* _Your instructions_
Lines holding the word "TokenPurpose" in the material below: count them and write the number alone.

[[ Provided data open ]]

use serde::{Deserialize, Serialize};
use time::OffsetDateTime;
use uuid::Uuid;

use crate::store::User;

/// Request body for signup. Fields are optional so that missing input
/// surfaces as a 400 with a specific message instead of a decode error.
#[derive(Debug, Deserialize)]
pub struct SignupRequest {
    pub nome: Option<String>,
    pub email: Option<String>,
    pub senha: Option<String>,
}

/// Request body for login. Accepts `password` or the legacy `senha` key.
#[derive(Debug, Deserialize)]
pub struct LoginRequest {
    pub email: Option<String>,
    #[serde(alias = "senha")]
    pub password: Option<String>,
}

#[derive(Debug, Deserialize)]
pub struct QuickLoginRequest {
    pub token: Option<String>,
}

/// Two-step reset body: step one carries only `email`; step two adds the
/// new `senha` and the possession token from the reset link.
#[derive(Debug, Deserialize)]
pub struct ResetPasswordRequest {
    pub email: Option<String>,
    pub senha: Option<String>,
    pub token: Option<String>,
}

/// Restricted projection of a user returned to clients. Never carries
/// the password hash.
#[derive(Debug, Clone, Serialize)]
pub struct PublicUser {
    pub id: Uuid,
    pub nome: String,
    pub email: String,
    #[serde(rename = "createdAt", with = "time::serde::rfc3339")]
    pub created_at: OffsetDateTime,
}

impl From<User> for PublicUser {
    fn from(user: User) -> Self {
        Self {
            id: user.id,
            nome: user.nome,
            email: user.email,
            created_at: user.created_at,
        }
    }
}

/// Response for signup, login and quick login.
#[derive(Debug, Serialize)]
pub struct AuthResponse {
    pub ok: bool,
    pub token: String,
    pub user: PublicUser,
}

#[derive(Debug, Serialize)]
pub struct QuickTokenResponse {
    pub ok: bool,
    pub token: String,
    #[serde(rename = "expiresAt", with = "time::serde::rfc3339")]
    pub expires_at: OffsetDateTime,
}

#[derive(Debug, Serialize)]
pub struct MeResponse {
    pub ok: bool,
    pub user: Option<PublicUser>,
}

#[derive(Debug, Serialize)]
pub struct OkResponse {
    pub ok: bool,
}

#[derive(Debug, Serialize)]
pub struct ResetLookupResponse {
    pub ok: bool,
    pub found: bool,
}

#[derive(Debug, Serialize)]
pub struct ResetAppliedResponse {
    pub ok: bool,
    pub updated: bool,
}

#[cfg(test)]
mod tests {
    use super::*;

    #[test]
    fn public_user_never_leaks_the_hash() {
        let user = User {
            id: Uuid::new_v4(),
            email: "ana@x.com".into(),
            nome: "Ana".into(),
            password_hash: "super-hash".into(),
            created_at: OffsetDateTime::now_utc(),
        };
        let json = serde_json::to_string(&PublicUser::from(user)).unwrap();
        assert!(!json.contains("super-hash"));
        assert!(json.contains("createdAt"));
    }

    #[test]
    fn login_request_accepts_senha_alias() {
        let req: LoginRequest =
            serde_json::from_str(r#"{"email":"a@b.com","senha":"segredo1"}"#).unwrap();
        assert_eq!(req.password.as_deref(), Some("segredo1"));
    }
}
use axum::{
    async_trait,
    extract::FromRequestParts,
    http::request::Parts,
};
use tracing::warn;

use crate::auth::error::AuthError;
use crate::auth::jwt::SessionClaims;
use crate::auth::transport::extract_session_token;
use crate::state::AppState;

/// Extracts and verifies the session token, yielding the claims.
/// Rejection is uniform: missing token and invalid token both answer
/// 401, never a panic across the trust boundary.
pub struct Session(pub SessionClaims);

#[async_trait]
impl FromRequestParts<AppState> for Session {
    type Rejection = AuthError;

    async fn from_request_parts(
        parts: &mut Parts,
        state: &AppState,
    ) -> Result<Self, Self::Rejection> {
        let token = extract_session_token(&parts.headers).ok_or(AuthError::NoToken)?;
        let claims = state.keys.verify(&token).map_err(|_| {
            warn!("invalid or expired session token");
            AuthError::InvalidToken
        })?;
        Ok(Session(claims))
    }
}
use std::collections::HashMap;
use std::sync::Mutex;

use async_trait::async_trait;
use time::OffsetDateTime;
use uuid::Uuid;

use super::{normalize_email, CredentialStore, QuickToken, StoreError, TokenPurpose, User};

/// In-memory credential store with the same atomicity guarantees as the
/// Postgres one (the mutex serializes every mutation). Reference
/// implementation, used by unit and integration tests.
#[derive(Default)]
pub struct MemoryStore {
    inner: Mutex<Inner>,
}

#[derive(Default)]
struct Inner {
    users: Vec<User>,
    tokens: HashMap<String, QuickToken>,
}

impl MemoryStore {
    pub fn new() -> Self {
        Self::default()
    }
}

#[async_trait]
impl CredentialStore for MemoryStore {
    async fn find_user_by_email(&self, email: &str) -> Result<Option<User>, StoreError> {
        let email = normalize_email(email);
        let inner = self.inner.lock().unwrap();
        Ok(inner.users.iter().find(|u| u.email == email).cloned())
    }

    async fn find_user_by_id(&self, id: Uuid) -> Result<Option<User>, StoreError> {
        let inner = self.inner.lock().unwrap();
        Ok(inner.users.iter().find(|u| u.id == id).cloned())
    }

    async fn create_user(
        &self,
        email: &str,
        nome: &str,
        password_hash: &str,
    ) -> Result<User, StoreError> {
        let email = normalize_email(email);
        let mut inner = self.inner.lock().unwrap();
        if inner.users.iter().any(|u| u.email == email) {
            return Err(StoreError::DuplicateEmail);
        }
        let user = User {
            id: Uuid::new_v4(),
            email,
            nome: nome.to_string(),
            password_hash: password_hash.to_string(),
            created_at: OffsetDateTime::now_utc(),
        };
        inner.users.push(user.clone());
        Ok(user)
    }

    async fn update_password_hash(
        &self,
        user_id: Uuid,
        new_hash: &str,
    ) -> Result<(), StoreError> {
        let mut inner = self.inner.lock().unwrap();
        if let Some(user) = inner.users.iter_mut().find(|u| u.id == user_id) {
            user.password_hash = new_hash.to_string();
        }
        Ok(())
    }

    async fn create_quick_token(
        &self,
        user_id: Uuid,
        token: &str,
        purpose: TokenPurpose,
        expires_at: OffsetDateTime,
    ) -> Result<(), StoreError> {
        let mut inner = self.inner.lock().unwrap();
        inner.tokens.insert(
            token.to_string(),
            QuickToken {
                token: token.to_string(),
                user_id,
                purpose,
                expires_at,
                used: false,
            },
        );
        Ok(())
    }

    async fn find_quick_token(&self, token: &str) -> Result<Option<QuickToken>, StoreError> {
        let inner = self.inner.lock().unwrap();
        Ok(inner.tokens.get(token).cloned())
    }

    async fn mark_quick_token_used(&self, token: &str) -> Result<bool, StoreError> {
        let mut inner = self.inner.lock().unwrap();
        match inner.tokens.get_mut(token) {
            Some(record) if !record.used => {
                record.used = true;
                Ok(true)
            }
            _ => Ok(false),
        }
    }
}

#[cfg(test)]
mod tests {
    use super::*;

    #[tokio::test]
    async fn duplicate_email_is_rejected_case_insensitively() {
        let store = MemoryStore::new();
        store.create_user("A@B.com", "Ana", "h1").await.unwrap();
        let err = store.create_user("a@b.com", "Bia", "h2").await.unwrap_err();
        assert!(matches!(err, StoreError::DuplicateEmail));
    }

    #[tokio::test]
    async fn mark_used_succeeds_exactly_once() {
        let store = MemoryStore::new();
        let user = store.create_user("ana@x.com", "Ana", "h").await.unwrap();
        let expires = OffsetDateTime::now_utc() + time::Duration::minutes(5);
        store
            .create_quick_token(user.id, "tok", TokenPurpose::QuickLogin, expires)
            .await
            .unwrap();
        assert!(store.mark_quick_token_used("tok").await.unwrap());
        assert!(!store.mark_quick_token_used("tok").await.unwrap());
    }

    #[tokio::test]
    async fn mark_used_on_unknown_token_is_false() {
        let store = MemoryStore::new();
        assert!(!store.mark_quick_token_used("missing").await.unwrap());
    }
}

[[ Provided data closed ]]
[[ Provided data open ]]

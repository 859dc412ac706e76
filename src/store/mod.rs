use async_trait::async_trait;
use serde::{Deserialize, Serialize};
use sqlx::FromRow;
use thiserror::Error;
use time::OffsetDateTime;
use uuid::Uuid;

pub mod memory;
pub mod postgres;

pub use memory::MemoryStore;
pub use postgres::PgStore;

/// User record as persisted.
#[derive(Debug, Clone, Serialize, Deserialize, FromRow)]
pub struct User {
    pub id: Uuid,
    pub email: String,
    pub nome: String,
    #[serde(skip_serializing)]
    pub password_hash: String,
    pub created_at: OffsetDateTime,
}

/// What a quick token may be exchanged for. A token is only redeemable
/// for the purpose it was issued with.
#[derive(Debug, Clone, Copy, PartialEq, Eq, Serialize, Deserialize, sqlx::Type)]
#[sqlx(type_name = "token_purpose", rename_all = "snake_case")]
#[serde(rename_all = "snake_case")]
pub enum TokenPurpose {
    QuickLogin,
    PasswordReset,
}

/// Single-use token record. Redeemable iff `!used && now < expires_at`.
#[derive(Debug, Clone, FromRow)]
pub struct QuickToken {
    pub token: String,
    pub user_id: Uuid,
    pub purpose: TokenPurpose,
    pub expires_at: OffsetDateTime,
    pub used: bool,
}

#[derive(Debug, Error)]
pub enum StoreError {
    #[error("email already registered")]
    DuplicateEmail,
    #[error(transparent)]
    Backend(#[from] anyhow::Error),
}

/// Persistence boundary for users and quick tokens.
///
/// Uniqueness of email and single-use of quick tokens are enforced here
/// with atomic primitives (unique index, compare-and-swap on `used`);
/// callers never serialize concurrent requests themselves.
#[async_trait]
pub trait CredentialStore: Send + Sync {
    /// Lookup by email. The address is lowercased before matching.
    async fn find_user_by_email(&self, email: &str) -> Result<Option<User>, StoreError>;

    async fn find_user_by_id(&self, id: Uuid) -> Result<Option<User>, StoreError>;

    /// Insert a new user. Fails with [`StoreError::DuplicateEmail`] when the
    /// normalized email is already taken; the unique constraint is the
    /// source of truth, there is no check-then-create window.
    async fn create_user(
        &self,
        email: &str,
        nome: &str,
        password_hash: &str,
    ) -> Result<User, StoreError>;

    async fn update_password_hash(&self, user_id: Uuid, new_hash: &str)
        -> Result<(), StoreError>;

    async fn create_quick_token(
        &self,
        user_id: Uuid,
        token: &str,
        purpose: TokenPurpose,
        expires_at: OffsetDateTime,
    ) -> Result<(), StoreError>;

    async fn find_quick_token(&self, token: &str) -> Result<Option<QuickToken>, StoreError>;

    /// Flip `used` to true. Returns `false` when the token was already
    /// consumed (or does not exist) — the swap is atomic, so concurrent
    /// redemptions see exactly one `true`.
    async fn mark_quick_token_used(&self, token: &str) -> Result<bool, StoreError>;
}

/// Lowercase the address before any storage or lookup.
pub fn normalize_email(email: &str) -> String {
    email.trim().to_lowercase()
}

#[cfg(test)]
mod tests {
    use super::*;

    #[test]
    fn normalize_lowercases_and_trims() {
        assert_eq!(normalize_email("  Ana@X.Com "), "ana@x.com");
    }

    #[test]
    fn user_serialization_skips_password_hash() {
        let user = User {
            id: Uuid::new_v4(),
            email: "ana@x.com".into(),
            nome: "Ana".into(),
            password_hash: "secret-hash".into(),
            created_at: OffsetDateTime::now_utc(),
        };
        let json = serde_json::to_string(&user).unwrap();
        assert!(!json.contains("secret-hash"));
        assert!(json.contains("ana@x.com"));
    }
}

[[ Provided data closed ]]

* _Response to this task_
6